A Y-type cable will never allow you to see two different images on both monitors. The cable is constructed so ONE output of your graphics card is connected to TWO monitors. It simply sends the same signal to both monitors. 

If you want a real dual monitor setup you need a graphics card with at least TWO outputs. With each output connected to a single monitor.


----------



## gqgunhed (Jan 8, 2015)

max21: According to your `xrandr` output there seems to be an unused DVI-port on your graphics card. Why don't you plug in your second monitor there? As far as I know there are numerous adapters out there to connect a VGA (analog signal) monitor to a DVI (digital) port of a graphics card. See for example https://duckduckgo.com/?q=vga+dvi+adapter
Or am I wrong reading the "DVI-0 disconnected"?


----------



## SirDice (Jan 8, 2015)

Keep in mind that DVI is not digital by definition. Only DVI-A is easy to convert to VGA, you just need one of those DVI->VGA converters. True digital DVI (DVI-D) will require a scanconverter to change the digital signal into the analog VGA signal. That said, most graphics card's DVI ports have both DVI-A and DVI-D signals.

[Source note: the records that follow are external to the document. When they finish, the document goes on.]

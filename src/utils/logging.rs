//! Conditional logging macros that check a module-level `ENABLE_LOGS` flag.
//!
//! Usage:
//! ```ignore
//! // In your module, define the flag first:
//! const ENABLE_LOGS: bool = true;
//!
//! // Then use the macros (they're exported at the crate root):
//! use crate::{log_info, log_warn, log_error};
//!
//! log_info!("sampling loop started for {}", path.display());
//! ```
//!
//! The worker loops are chatty (one line per sample, one per capture failure);
//! flipping the flag silences a single module without touching `RUST_LOG`.

/// Conditional info logging gated on the calling module's `ENABLE_LOGS`.
#[macro_export]
macro_rules! log_info {
    ($($arg:tt)*) => {
        if ENABLE_LOGS {
            log::info!($($arg)*);
        }
    };
}

/// Conditional warn logging gated on the calling module's `ENABLE_LOGS`.
#[macro_export]
macro_rules! log_warn {
    ($($arg:tt)*) => {
        if ENABLE_LOGS {
            log::warn!($($arg)*);
        }
    };
}

/// Conditional error logging gated on the calling module's `ENABLE_LOGS`.
#[macro_export]
macro_rules! log_error {
    ($($arg:tt)*) => {
        if ENABLE_LOGS {
            log::error!($($arg)*);
        }
    };
}

/// Initialise `env_logger` once. Honours `RUST_LOG`, defaults to `info`.
pub fn init_logging() {
    let _ = env_logger::Builder::from_env(env_logger::Env::default().default_filter_or("info"))
        .format_timestamp_millis()
        .try_init();
}
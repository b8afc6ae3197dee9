use std::path::PathBuf;

use thiserror::Error;

pub type Result<T> = std::result::Result<T, LabError>;

#[derive(Error, Debug)]
pub enum LabError {
    /// A bus or camera could not be opened. Callers degrade instead of exiting.
    #[error("device unavailable: {device}: {reason}")]
    DeviceUnavailable { device: String, reason: String },

    #[error("ADC channel {channel} out of range (device has {available} channels)")]
    ChannelOutOfRange { channel: u8, available: u8 },

    #[error("session already running")]
    SessionAlreadyActive,

    #[error("no active session")]
    SessionNotActive,

    #[error("calibration undefined for {voltage:.4} V")]
    CalibrationUndefined { voltage: f64 },

    #[error("no record with timestamp '{timestamp}'")]
    RecordNotFound { timestamp: String },

    #[error("no camera frame available")]
    FrameUnavailable,

    #[error("bus transfer failed: {0}")]
    Bus(String),

    #[error("camera error: {0}")]
    Camera(String),

    #[error("invalid parameter {name}: {reason}")]
    InvalidParameter { name: &'static str, reason: String },

    #[error("settings error: {0}")]
    Settings(String),

    #[error("{0} worker stopped")]
    WorkerStopped(&'static str),

    #[error("I/O error on {path}: {source}")]
    Io {
        path: PathBuf,
        #[source]
        source: std::io::Error,
    },

    #[error("CSV error: {0}")]
    Csv(#[from] csv::Error),

    #[error("image error: {0}")]
    Image(#[from] image::ImageError),
}

impl LabError {
    pub fn device(device: impl Into<String>, reason: impl ToString) -> Self {
        Self::DeviceUnavailable {
            device: device.into(),
            reason: reason.to_string(),
        }
    }

    pub fn io(path: impl Into<PathBuf>, source: std::io::Error) -> Self {
        Self::Io {
            path: path.into(),
            source,
        }
    }
}
//! MAX6675 K-type thermocouple converter.
//!
//! The converter shares SCLK/MISO with the ADC but has its own chip-select,
//! driven by hand from a GPIO. The SPI endpoint is opened for each read and
//! dropped right after so the two devices never hold the bus together.

use embedded_hal::delay::DelayNs;
use embedded_hal::digital::OutputPin;
use embedded_hal::spi::SpiDevice;

use crate::error::{LabError, Result};

use super::bus_error;
use super::calibration::round2;

const DEGREES_PER_COUNT: f64 = 0.25;
const OPEN_INPUT_BIT: u16 = 0x0004;

/// Opens a fresh SPI endpoint per read.
pub trait SpiOpener {
    type Device: SpiDevice;

    fn open(&mut self) -> Result<Self::Device>;
}

pub struct Max6675<O, CS, D> {
    opener: O,
    chip_select: CS,
    delay: D,
    conversion_delay_ms: u32,
}

impl<O, CS, D> Max6675<O, CS, D>
where
    O: SpiOpener,
    CS: OutputPin,
    D: DelayNs,
{
    pub fn new(opener: O, mut chip_select: CS, delay: D, conversion_delay_ms: u32) -> Result<Self> {
        chip_select
            .set_high()
            .map_err(|err| LabError::Bus(format!("MAX6675 chip-select: {err:?}")))?;
        Ok(Self {
            opener,
            chip_select,
            delay,
            conversion_delay_ms,
        })
    }

    /// Temperature in °C, or NaN when the converter flags an open thermocouple.
    pub fn read_temperature(&mut self) -> Result<f64> {
        let raw = self.read_word()?;
        if raw & OPEN_INPUT_BIT != 0 {
            return Ok(f64::NAN);
        }
        Ok(decode(raw))
    }

    fn read_word(&mut self) -> Result<u16> {
        self.chip_select
            .set_low()
            .map_err(|err| LabError::Bus(format!("MAX6675 chip-select: {err:?}")))?;
        self.delay.delay_ms(self.conversion_delay_ms);

        let result = self.transfer();

        // Release chip-select whatever the transfer did.
        let released = self.chip_select.set_high();
        let word = result?;
        released.map_err(|err| LabError::Bus(format!("MAX6675 chip-select: {err:?}")))?;
        Ok(word)
    }

    fn transfer(&mut self) -> Result<u16> {
        let mut device = self.opener.open()?;
        let mut buf = [0u8; 2];
        device
            .read(&mut buf)
            .map_err(|err| bus_error("MAX6675", err))?;
        drop(device);
        Ok(u16::from_be_bytes(buf))
    }
}

/// Drop the three status bits and scale to °C.
pub fn decode(raw: u16) -> f64 {
    round2(f64::from(raw >> 3) * DEGREES_PER_COUNT)
}
pub mod error;
pub mod models;
pub mod sampling;
pub mod sensors;
pub mod session;
pub mod settings;
pub mod utils;
pub mod video;

use std::path::PathBuf;
use std::sync::Arc;

use anyhow::{Context, Result};
use log::{info, warn};

pub use error::LabError;
pub use models::{CommentOutcome, SampleRecord, Session, SessionParams, SessionSummary};
pub use sampling::SampleLogger;
pub use sensors::{voltage_to_temperature, Readings, SensorArray};
pub use session::SessionController;
pub use settings::{Settings, SettingsStore};
pub use utils::init_logging;
pub use video::{CameraOpener, VideoSessionManager};

const USAGE: &str = "usage: labwatch <operating-setting> <variant-label> [duration]";

fn camera_opener() -> Option<Arc<dyn CameraOpener>> {
    #[cfg(target_os = "linux")]
    {
        Some(Arc::new(video::V4lCameraOpener))
    }

    #[cfg(not(target_os = "linux"))]
    {
        None
    }
}

/// Headless entry point: one session from `args`, stopped on Ctrl-C.
pub async fn run(args: Vec<String>) -> Result<()> {
    init_logging();

    let mut args = args.into_iter();
    let operating_setting = args.next().context(USAGE)?;
    let variant_label = args.next().context(USAGE)?;
    let duration = args.next();

    let config_path = std::env::var(settings::CONFIG_ENV)
        .map(PathBuf::from)
        .unwrap_or_else(|_| PathBuf::from(settings::DEFAULT_CONFIG_FILE));
    let store = SettingsStore::new(config_path)?;
    let settings = store.settings();
    info!(
        "labwatch starting up (settings: {}, output: {})",
        store.path().display(),
        settings.output_dir.display()
    );

    let controller = SessionController::from_settings(&settings, camera_opener())?;
    let session = controller
        .start(&operating_setting, &variant_label, duration)
        .await
        .context("failed to start session")?;
    info!(
        "Logging to {}{}; press Ctrl-C to stop",
        session.log_path.display(),
        if session.video_recording {
            format!(" and recording to {}", session.video_path.display())
        } else {
            String::new()
        }
    );

    tokio::signal::ctrl_c()
        .await
        .context("failed to listen for Ctrl-C")?;

    match controller.shutdown().await? {
        Some(summary) => {
            for err in &summary.loop_errors {
                warn!("Session ended with error: {err}");
            }
            println!("{}", serde_json::to_string_pretty(&summary)?);
        }
        None => warn!("No session was active at shutdown"),
    }
    Ok(())
}
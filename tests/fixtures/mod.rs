#![allow(dead_code)]

use std::sync::atomic::{AtomicBool, AtomicU64, Ordering};
use std::sync::Arc;
use std::thread;
use std::time::{Duration, Instant};

use image::{Rgb, RgbImage};
use labwatch::error::Result;
use labwatch::settings::VideoSettings;
use labwatch::video::Camera;
use labwatch::{CameraOpener, LabError, Readings, SensorArray};

/// Four thermistors and a thermocouple with slowly rising values.
pub struct FakeSensors {
    pub samples: Arc<AtomicU64>,
    pub fail: Arc<AtomicBool>,
}

impl FakeSensors {
    pub fn new() -> Self {
        Self {
            samples: Arc::new(AtomicU64::new(0)),
            fail: Arc::new(AtomicBool::new(false)),
        }
    }
}

impl SensorArray for FakeSensors {
    fn thermistor_count(&self) -> usize {
        4
    }

    fn sample(&mut self) -> Result<Readings> {
        if self.fail.load(Ordering::SeqCst) {
            return Err(LabError::Bus("spidev0.0: Other".into()));
        }
        let n = self.samples.fetch_add(1, Ordering::SeqCst) as f64;
        Ok(Readings {
            thermistors: vec![25.0 + n, 26.0 + n, 27.0 + n, 28.0 + n],
            thermocouple: 150.0 + n,
        })
    }
}

/// Delivers frames at the configured rate like a real device would.
pub struct PacedCamera {
    width: u32,
    height: u32,
    period: Duration,
    next_due: Instant,
    frame: u32,
    stall: Duration,
}

impl Camera for PacedCamera {
    fn capture(&mut self) -> Result<RgbImage> {
        thread::sleep(self.stall);
        let now = Instant::now();
        if self.next_due > now {
            thread::sleep(self.next_due - now);
        }
        self.next_due += self.period;
        self.frame = self.frame.wrapping_add(1);
        let shade = (self.frame % 200) as u8;
        Ok(RgbImage::from_pixel(self.width, self.height, Rgb([shade, 80, 160])))
    }
}

pub struct PacedOpener {
    pub available: AtomicBool,
    /// Extra time each capture blocks, on top of the frame period.
    pub stall: Duration,
}

impl PacedOpener {
    pub fn new() -> Arc<Self> {
        Arc::new(Self {
            available: AtomicBool::new(true),
            stall: Duration::ZERO,
        })
    }

    pub fn missing() -> Arc<Self> {
        Arc::new(Self {
            available: AtomicBool::new(false),
            stall: Duration::ZERO,
        })
    }

    /// A camera slow enough that recording commands time out.
    pub fn stalling(stall: Duration) -> Arc<Self> {
        Arc::new(Self {
            available: AtomicBool::new(true),
            stall,
        })
    }
}

impl CameraOpener for PacedOpener {
    fn open(&self, settings: &VideoSettings) -> Result<Box<dyn Camera>> {
        if !self.available.load(Ordering::SeqCst) {
            return Err(LabError::device(&settings.device, "No such file or directory"));
        }
        Ok(Box::new(PacedCamera {
            width: settings.width,
            height: settings.height,
            period: Duration::from_secs(1) / settings.fps,
            next_due: Instant::now(),
            frame: 0,
            stall: self.stall,
        }))
    }
}

pub fn video_settings() -> VideoSettings {
    VideoSettings {
        device: "fake0".into(),
        width: 80,
        height: 60,
        fps: 20,
        ..VideoSettings::default()
    }
}
//! Camera capture, latest-frame preview, and MJPEG/AVI recording behind a
//! single capture thread.

pub mod avi;
pub mod camera;
pub mod frame;
pub mod manager;

pub use avi::{muxer_available, MjpegAviWriter};
#[cfg(target_os = "linux")]
pub use camera::{V4lCamera, V4lCameraOpener};
pub use camera::{encode_jpeg, placeholder_jpeg, Camera, CameraOpener};
pub use frame::{Frame, FrameSlot};
pub use manager::{PreviewStream, RecordingReport, VideoSessionManager, VideoStatus};
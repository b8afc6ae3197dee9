use std::path::{Path, PathBuf};
use std::sync::Arc;

use chrono::Utc;
use log::{error, info, warn};
use tokio::sync::{watch, Mutex};
use uuid::Uuid;

use crate::error::{LabError, Result};
use crate::models::{CommentOutcome, SampleRecord, Session, SessionParams, SessionSummary};
use crate::sampling::{LogTarget, SampleLogger};
use crate::sensors;
use crate::settings::Settings;
use crate::video::{CameraOpener, VideoSessionManager};

/// Starts and stops a sensor log plus (when a camera is present) a matching
/// recording under one set of operator parameters.
#[derive(Clone)]
pub struct SessionController {
    output_dir: PathBuf,
    state: Arc<Mutex<Option<Session>>>,
    logger: Arc<Mutex<SampleLogger>>,
    video: Option<Arc<VideoSessionManager>>,
}

impl SessionController {
    pub fn new(
        output_dir: impl Into<PathBuf>,
        logger: SampleLogger,
        video: Option<Arc<VideoSessionManager>>,
    ) -> Self {
        Self {
            output_dir: output_dir.into(),
            state: Arc::new(Mutex::new(None)),
            logger: Arc::new(Mutex::new(logger)),
            video,
        }
    }

    /// Wires up the probes and, if enabled, the camera described by
    /// `settings`. Hardware that fails to open is logged and left degraded
    /// instead of aborting.
    pub fn from_settings(
        settings: &Settings,
        camera: Option<Arc<dyn CameraOpener>>,
    ) -> Result<Self> {
        let interval = settings
            .sample_interval()
            .map_err(|err| LabError::Settings(format!("{err:#}")))?;
        let logger = match sensors::open_sensor_array(settings) {
            Ok(array) => SampleLogger::new(array, interval),
            Err(err) => {
                error!("Sensors unavailable: {err}");
                SampleLogger::unavailable(err.to_string(), interval)
            }
        };

        let video = match camera {
            Some(opener) if settings.video.enabled => Some(Arc::new(
                VideoSessionManager::launch(settings.video.clone(), opener),
            )),
            _ => {
                info!("Video disabled; sessions will log sensors only");
                None
            }
        };

        Ok(Self::new(settings.output_dir.clone(), logger, video))
    }

    pub fn output_dir(&self) -> &Path {
        &self.output_dir
    }

    pub fn video(&self) -> Option<&Arc<VideoSessionManager>> {
        self.video.as_ref()
    }

    pub async fn active_session(&self) -> Option<Session> {
        self.state.lock().await.clone()
    }

    pub async fn start(
        &self,
        operating_setting: &str,
        variant_label: &str,
        duration: Option<String>,
    ) -> Result<Session> {
        let params = SessionParams::new(operating_setting, variant_label, duration)?;

        // Held for the whole start so concurrent starts serialize.
        let mut state = self.state.lock().await;
        if state.is_some() {
            return Err(LabError::SessionAlreadyActive);
        }

        let log_path = params.log_path(&self.output_dir);
        let video_path = params.video_path(&self.output_dir);

        self.logger.lock().await.start(log_path.clone())?;

        let mut video_recording = false;
        if let Some(video) = &self.video {
            match video.start_recording(video_path.clone()).await {
                Ok(()) => video_recording = true,
                Err(err) => warn!(
                    "Recording unavailable, continuing with sensor logging only: {err}"
                ),
            }
        }

        let session = Session {
            id: Uuid::new_v4().to_string(),
            params,
            log_path,
            video_path,
            started_at: Utc::now(),
            video_recording,
        };
        info!(
            "Session {} started: {} (video: {})",
            session.id,
            session.log_path.display(),
            if video_recording { "recording" } else { "off" }
        );

        *state = Some(session.clone());
        Ok(session)
    }

    /// Ends the active session, finalizing the video before closing the log.
    /// Returns `Ok(None)` when no session was active.
    pub async fn stop(&self) -> Result<Option<SessionSummary>> {
        let mut state = self.state.lock().await;
        let Some(session) = state.take() else {
            return Ok(None);
        };

        let mut loop_errors = Vec::new();
        let mut frames_recorded = 0;

        // Always asked, even when the start was not acknowledged: a start that
        // timed out may still have reached the capture thread.
        if let Some(video) = &self.video {
            match video.stop_recording().await {
                Ok(Some(report)) => frames_recorded = report.frames,
                Ok(None) => {}
                Err(err) if session.video_recording => loop_errors.push(format!("video: {err}")),
                Err(err) => warn!("Stopping unacknowledged recording failed: {err}"),
            }
            if session.video_recording {
                if let Some(err) = video.last_error() {
                    loop_errors.push(format!("video: {err}"));
                }
            }
        }

        let records_written = match self.logger.lock().await.stop().await? {
            Some(report) => {
                if let Some(err) = report.error {
                    loop_errors.push(format!("sampling: {err}"));
                }
                report.records_written
            }
            None => 0,
        };

        let summary = SessionSummary {
            session,
            stopped_at: Utc::now(),
            records_written,
            frames_recorded,
            loop_errors,
        };
        info!(
            "Session {} stopped: {} records, {} frames",
            summary.session.id, summary.records_written, summary.frames_recorded
        );
        Ok(Some(summary))
    }

    /// Up to `n` most recent records from the active (or last) log.
    pub async fn latest_records(&self, n: usize) -> Result<Vec<SampleRecord>> {
        // The guard keeps a concurrent stop from closing the log mid-read.
        let logger = self.logger.lock().await;
        let Some(target) = logger.log_target() else {
            return Ok(Vec::new());
        };
        on_log(target, move |target| target.latest_records(n)).await
    }

    pub async fn add_comment(&self, timestamp: &str, text: &str) -> Result<CommentOutcome> {
        let logger = self.logger.lock().await;
        let Some(target) = logger.log_target() else {
            return Ok(CommentOutcome::NotFound);
        };
        let (timestamp, text) = (timestamp.to_string(), text.to_string());
        on_log(target, move |target| target.add_comment(&timestamp, &text)).await
    }

    /// Latest record per sampling cycle across every session.
    pub async fn subscribe(&self) -> watch::Receiver<Option<SampleRecord>> {
        self.logger.lock().await.subscribe()
    }

    /// Stops any active session and releases the camera.
    pub async fn shutdown(&self) -> Result<Option<SessionSummary>> {
        let summary = self.stop().await?;
        if let Some(video) = self.video.clone() {
            tokio::task::spawn_blocking(move || video.shutdown())
                .await
                .map_err(|_| LabError::WorkerStopped("capture shutdown"))?;
        }
        Ok(summary)
    }
}

/// Runs blocking log I/O off the async runtime.
async fn on_log<T, F>(target: LogTarget, op: F) -> Result<T>
where
    T: Send + 'static,
    F: FnOnce(&LogTarget) -> Result<T> + Send + 'static,
{
    tokio::task::spawn_blocking(move || op(&target))
        .await
        .map_err(|_| LabError::WorkerStopped("log access"))?
}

http://en.wikipedia.org/wiki/Digital_Visual_Interface

Also keep in mind the driver (and thus xrandr) may report multiple outputs but they may not physically be connected. The chip on the card supports it but the manufacturer may not have connected them.


----------



## max21 (Jan 8, 2015)

I get it now.  It's going to be a minute before I'll be able to buy the additional hardware needed.  In the mean time it's going to be fun learning about the things you guys suggested.  Thanks again!


----------



## wblock@ (Jan 8, 2015)

Motherboards with both a DVI and VGA connector usually only have DVI-D.  That is the case here.  An analog converter will not fit on that connector.  So a monitor with a DVI connector can be used there, or a DVI to HDMI adapter and HDMI monitor.  Although now that I look at the manual again, it also has an HDMI connector on the motherboard.

There are HDMI to VGA adapters, although I have not tried one.


----------



## SirDice (Jan 8, 2015)

wblock@ said:


> There are HDMI to VGA adapters, although I have not tried one.


HDMI has pretty much the same signals as single link DVI-D or DVI-I, there's no DVI-A signal. Converting the digital signal to an analog VGA signal requires a scan converter. DVI->HDMI or vise verse only requires a simple plug or cable. 

http://en.wikipedia.org/wiki/HDMI#Compatibility_with_DVI


----------